Brief:
If a line in the records below holds the string "derive", count it; give only the total.

Data excerpts:

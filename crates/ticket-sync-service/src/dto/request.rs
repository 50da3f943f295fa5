//! 请求 DTO 定义

use serde::Deserialize;
use validator::Validate;

use crate::models::{WebhookLogFilter, WebhookOutcome};

/// 分页参数
#[derive(Debug, Clone, Deserialize, Validate)]
#[serde(rename_all = "camelCase")]
pub struct PaginationParams {
    #[serde(default = "default_page")]
    #[validate(range(min = 1, message = "页码必须从 1 开始"))]
    pub page: i64,
    #[serde(default = "default_page_size")]
    #[validate(range(min = 1, max = 100, message = "每页条数必须在 1-100 之间"))]
    pub page_size: i64,
}

fn default_page() -> i64 {
    1
}

fn default_page_size() -> i64 {
    20
}

impl Default for PaginationParams {
    fn default() -> Self {
        Self {
            page: default_page(),
            page_size: default_page_size(),
        }
    }
}

impl PaginationParams {
    /// 计算数据库查询的 offset
    pub fn offset(&self) -> i64 {
        (self.page - 1).max(0) * self.limit()
    }

    /// 获取限制条数（最大100）
    pub fn limit(&self) -> i64 {
        self.page_size.clamp(1, 100)
    }
}

/// Webhook 日志查询过滤
///
/// 未指定 outcome 和 processed 时只返回未处理完成的日志，便于排查与重放。
#[derive(Debug, Default, Deserialize, Validate)]
#[serde(rename_all = "camelCase")]
pub struct WebhookLogQuery {
    #[validate(length(min = 1, max = 32, message = "平台标识长度必须在1-32个字符之间"))]
    pub platform: Option<String>,
    pub outcome: Option<WebhookOutcome>,
    pub processed: Option<bool>,
}

impl WebhookLogQuery {
    pub fn into_filter(self, pagination: &PaginationParams) -> WebhookLogFilter {
        let processed = match (self.processed, self.outcome) {
            (Some(processed), _) => Some(processed),
            (None, Some(_)) => None,
            (None, None) => Some(false),
        };
        WebhookLogFilter {
            platform: self.platform.map(|p| p.trim().to_ascii_lowercase()),
            outcome: self.outcome,
            processed,
            limit: pagination.limit(),
            offset: pagination.offset(),
        }
    }
}

#[cfg(test)]
mod tests {
    use super::*;

    #[test]
    fn test_pagination_offset() {
        let params = PaginationParams {
            page: 3,
            page_size: 20,
        };
        assert_eq!(params.offset(), 40);
        assert_eq!(params.limit(), 20);

        let params = PaginationParams {
            page: 0,
            page_size: 500,
        };
        assert_eq!(params.offset(), 0);
        assert_eq!(params.limit(), 100);
        assert!(params.validate().is_err());
    }

    #[test]
    fn test_default_query_lists_unprocessed() {
        let filter = WebhookLogQuery::default().into_filter(&PaginationParams::default());
        assert_eq!(filter.processed, Some(false));
        assert_eq!(filter.limit, 20);
    }

    #[test]
    fn test_outcome_filter_drops_processed_default() {
        let query = WebhookLogQuery {
            platform: Some(" Humanitix ".into()),
            outcome: Some(WebhookOutcome::Applied),
            processed: None,
        };
        let filter = query.into_filter(&PaginationParams::default());
        assert_eq!(filter.processed, None);
        assert_eq!(filter.platform.as_deref(), Some("humanitix"));
    }
}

Exercise result:
2